Inspired by actual events, "The Whistleblower" is a classic example of a film that doesn't trust the strength of its source material - or the intelligence of its audience. Judging by the heavy-handedness of first-time feature filmmaker Larysa Kondracki and her co-writer, Eilis Kirwan, the film seems targeted toward a strange, and probably nonexistent, demographic: People who are on the fence about the problem of international sex trafficking.

That's its starting point - that the enforced prostitution of girls and young women is a bad thing. But it argues that point with such a belligerent lack of finesse, and with such insistent finger jabbing, that it quickly puts the audience on the defensive. Hey, we're on your side, remember? Hardened kidnappers, thugs and pimps are not going to line up for this movie.

Set in Bosnia-Herzegovina in the months after the end of the mid-1990s war there, "The Whistleblower" is the fictionalized account of real-life American cop-turned-United-Nations-peacekeeper Kathryn Bolkovac (Rachel Weisz). After taking over that agency's gender-affairs department, Kathy, as she's called, quickly uncovers a rat's nest of sex slavery involving girls procured from nearby countries. What's worse, it's not just happening under the blind eye of the multinational police force that was sent there to protect and serve, but with its active complicity.

If true, it's a horrible thing.

Unfortunately, "The Whistleblower" leans so hard on its argument that it strains credulity. It's not Bolkovac's story we doubt; it's the movie that's hard to swallow. Bolkovac sued - and won - when she was wrongfully dismissed by the contracting company that hired her, after she tried, unsuccessfully, to shut down the cop-sponsored (and cop-patronized) whorehouses. We believe her.

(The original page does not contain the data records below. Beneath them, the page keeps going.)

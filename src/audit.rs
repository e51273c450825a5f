//! Audit orchestration.
//!
//! [`Auditor`] wires a metadata source, the vulnerability providers, the risk
//! model and an optional narrative generator into one [`AuditReport`]. Only
//! an invalid identifier or a failed metadata lookup aborts an audit; every
//! other failure degrades the report.

use anyhow::{anyhow, bail, Context, Result};
use async_trait::async_trait;
use chrono::{DateTime, Utc};
use futures::future::join_all;
use std::path::PathBuf;
use std::sync::Arc;
use std::time::Duration;
use tracing::{debug, info, instrument, warn};

use crate::advisory::{merge_sources, normalize_all, AdvisoryProvider, MergePolicy};
use crate::error::AuditError;
use crate::model::{
    AuditReport, PackageMetadata, PackageSpec, RiskAssessment, SourceReport, VersionSelector,
    VulnerabilityRecord,
};
use crate::narrative::{generate_with_retry, Narrative, NarrativeGenerator, NarrativeRequest, RetryPolicy};
use crate::scoring::{RiskModel, WeightedModel};
use crate::signals::PackageSignals;

/// Default per-source fetch budget.
pub const DEFAULT_SOURCE_TIMEOUT: Duration = Duration::from_secs(10);

/// Supplier of the metadata snapshot for a package version.
#[async_trait]
pub trait MetadataSource: Send + Sync {
    async fn fetch(&self, package: &PackageSpec) -> Result<PackageMetadata>;
}

/// Metadata read from a JSON snapshot on disk.
///
/// The snapshot must describe the requested package. An exact version in the
/// request must match the snapshot's version; tags accept any version.
#[derive(Debug, Clone)]
pub struct SnapshotFile {
    path: PathBuf,
}

impl SnapshotFile {
    pub fn new(path: impl Into<PathBuf>) -> Self {
        Self { path: path.into() }
    }

    pub fn read(&self) -> Result<PackageMetadata> {
        let content = std::fs::read_to_string(&self.path)
            .with_context(|| format!("failed to read metadata snapshot {}", self.path.display()))?;
        parse_snapshot(&content)
            .with_context(|| format!("invalid metadata snapshot {}", self.path.display()))
    }
}

fn parse_snapshot(content: &str) -> Result<PackageMetadata> {
    let metadata: PackageMetadata = serde_json::from_str(content)?;
    if metadata.name.trim().is_empty() {
        bail!("snapshot has no package name");
    }
    Ok(metadata)
}

fn check_snapshot(metadata: &PackageMetadata, package: &PackageSpec) -> Result<()> {
    if !metadata.name.eq_ignore_ascii_case(&package.name) {
        bail!(
            "snapshot describes '{}', not '{}'",
            metadata.name,
            package.name
        );
    }
    if let VersionSelector::Exact(version) = &package.version {
        if metadata.version.trim().trim_start_matches('v') != version.to_string() {
            bail!(
                "snapshot describes version '{}', not '{}'",
                metadata.version,
                version
            );
        }
    }
    Ok(())
}

#[async_trait]
impl MetadataSource for SnapshotFile {
    async fn fetch(&self, package: &PackageSpec) -> Result<PackageMetadata> {
        let path = self.path.clone();
        let content = tokio::fs::read_to_string(&path)
            .await
            .with_context(|| format!("failed to read metadata snapshot {}", path.display()))?;
        let metadata = parse_snapshot(&content)
            .with_context(|| format!("invalid metadata snapshot {}", path.display()))?;
        check_snapshot(&metadata, package)?;
        Ok(metadata)
    }
}

/// Merged vulnerabilities, signals and assessment for one snapshot.
#[derive(Debug, Clone, PartialEq)]
pub struct Evaluation {
    pub vulnerabilities: Vec<VulnerabilityRecord>,
    pub signals: PackageSignals,
    pub assessment: RiskAssessment,
}

impl Evaluation {
    pub fn into_report(self, metadata: &PackageMetadata) -> AuditReport {
        AuditReport::new(
            metadata.name.clone(),
            metadata.version.clone(),
            self.assessment,
            self.vulnerabilities,
            self.signals,
        )
    }
}

/// Merges normalized per-source records and scores them against `metadata`.
///
/// Pure apart from `now`, which fixes the reference time for age signals.
pub fn evaluate(
    model: &dyn RiskModel,
    metadata: &PackageMetadata,
    sources: Vec<Vec<VulnerabilityRecord>>,
    policy: MergePolicy,
    now: DateTime<Utc>,
) -> Evaluation {
    let vulnerabilities = merge_sources(sources, policy);
    let signals = PackageSignals::extract(metadata, now);
    let assessment = model.assess(&vulnerabilities, &signals);

    Evaluation {
        vulnerabilities,
        signals,
        assessment,
    }
}

/// Runs audits. Holds no per-audit state, so one instance can serve
/// concurrent audits.
pub struct Auditor {
    metadata: Arc<dyn MetadataSource>,
    providers: Vec<Arc<dyn AdvisoryProvider>>,
    narrator: Option<Arc<dyn NarrativeGenerator>>,
    model: Arc<dyn RiskModel>,
    merge_policy: MergePolicy,
    retry_policy: RetryPolicy,
    source_timeout: Duration,
}

impl Auditor {
    pub fn new(metadata: Arc<dyn MetadataSource>) -> Self {
        Self {
            metadata,
            providers: Vec::new(),
            narrator: None,
            model: Arc::new(WeightedModel::default()),
            merge_policy: MergePolicy::default(),
            retry_policy: RetryPolicy::default(),
            source_timeout: DEFAULT_SOURCE_TIMEOUT,
        }
    }

    /// Adds a vulnerability source. Sources are merged in the order added.
    pub fn with_provider(mut self, provider: Arc<dyn AdvisoryProvider>) -> Self {
        self.providers.push(provider);
        self
    }

    pub fn with_narrator(mut self, narrator: Arc<dyn NarrativeGenerator>) -> Self {
        self.narrator = Some(narrator);
        self
    }

    pub fn with_model(mut self, model: Arc<dyn RiskModel>) -> Self {
        self.model = model;
        self
    }

    pub fn with_merge_policy(mut self, policy: MergePolicy) -> Self {
        self.merge_policy = policy;
        self
    }

    pub fn with_retry_policy(mut self, policy: RetryPolicy) -> Self {
        self.retry_policy = policy;
        self
    }

    pub fn with_source_timeout(mut self, timeout: Duration) -> Self {
        self.source_timeout = timeout;
        self
    }

    pub fn provider_names(&self) -> Vec<&str> {
        self.providers.iter().map(|p| p.name()).collect()
    }

    /// Audits `name` at `version` (`latest` when absent).
    #[instrument(skip(self))]
    pub async fn audit(&self, name: &str, version: Option<&str>) -> Result<AuditReport, AuditError> {
        let spec = PackageSpec::parse(name, version)?;

        let (metadata, fetched) = tokio::join!(self.metadata.fetch(&spec), self.fetch_sources(&spec));

        let metadata = metadata.map_err(|e| {
            warn!(package = %spec, error = %e, "metadata lookup failed");
            AuditError::PackageNotFound {
                package: spec.to_string(),
                reason: format!("{:#}", e),
            }
        })?;

        let (records, sources): (Vec<_>, Vec<_>) = fetched.into_iter().unzip();
        let evaluation = evaluate(
            self.model.as_ref(),
            &metadata,
            records,
            self.merge_policy,
            Utc::now(),
        );

        let narrative = self.narrate(&metadata, &evaluation).await;

        info!(
            package = %spec,
            score = evaluation.assessment.score,
            tier = %evaluation.assessment.tier,
            vulnerabilities = evaluation.vulnerabilities.len(),
            "audit complete"
        );

        Ok(evaluation
            .into_report(&metadata)
            .with_narrative(narrative)
            .with_sources(sources))
    }

    /// Queries every provider concurrently. Failures and timeouts become an
    /// empty list plus a failed source entry.
    async fn fetch_sources(&self, spec: &PackageSpec) -> Vec<(Vec<VulnerabilityRecord>, SourceReport)> {
        let timeout = self.source_timeout;
        let results = join_all(self.providers.iter().map(|p| {
            let p = p.clone();
            async move {
                let result = match tokio::time::timeout(timeout, p.fetch(spec)).await {
                    Ok(result) => result,
                    Err(_) => Err(anyhow!("timed out after {}s", timeout.as_secs_f64())),
                };
                (p, result)
            }
        }))
        .await;

        results
            .into_iter()
            .map(|(provider, result)| match result {
                Ok(raw) => {
                    let records = normalize_all(&raw, &spec.name);
                    debug!(
                        provider = provider.name(),
                        raw = raw.len(),
                        relevant = records.len(),
                        "source normalized"
                    );
                    let report = SourceReport::ok(provider.source(), records.len());
                    (records, report)
                }
                Err(e) => {
                    warn!(package = %spec, provider = provider.name(), error = %e, "failed to query advisories");
                    (Vec::new(), SourceReport::failed(provider.source()))
                }
            })
            .collect()
    }

    async fn narrate(&self, metadata: &PackageMetadata, evaluation: &Evaluation) -> Narrative {
        let Some(narrator) = &self.narrator else {
            return Narrative::fallback();
        };
        let request = NarrativeRequest::new(metadata, &evaluation.assessment, &evaluation.vulnerabilities);
        generate_with_retry(narrator.as_ref(), &request, self.retry_policy).await
    }
}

Why not the movie itself? Clumsy writing and weak performances, for one thing. In a cast that includes Vanessa Redgrave and David Strathairn as two of Bolkovac's few supporters, just about the only character I ever believed was the distraught mother of the teenage girl around whom the plot revolves (German actress Jeanette Hain).

But the biggest problem is the one-dimensionality of the characters. Although Kathy is shown to have a troubled marriage back in the states, and although she embarks on an affair with a sympathetic married officer from Holland (Nikolaj Lie Kass), she's otherwise as saintly as Joan of Arc. On the other side, the men are all monsters, with a few exceptions. Even the H.R. guy who fires Kathy (William Hope) is a heavy straight out of the old damsel-in-distress serials of the silent era. Do no villains have souls?

Not in "The Whistleblower." The filmmakers are too scared to show them.

And speaking of scared: The American contracting company at the heart of the story - the one that hired and then fired Bolkovac - is identified in the film by the made-up name of Democra. In point of fact, the company Bolkovac worked for was DynCorp., which is now based in Falls Church. In a movie that's brave enough to use Bolkovac's real name, and that uses the real name of Bolkovac's mentor at the United Nations, Madeleine Rees (played by Redgrave), that just seems cowardly.

Contains obscenity, violence, rape, nudity, brief sensuality and thematic material related to drugs, torture and prostitution. In English and several other unidentified languages with English subtitles.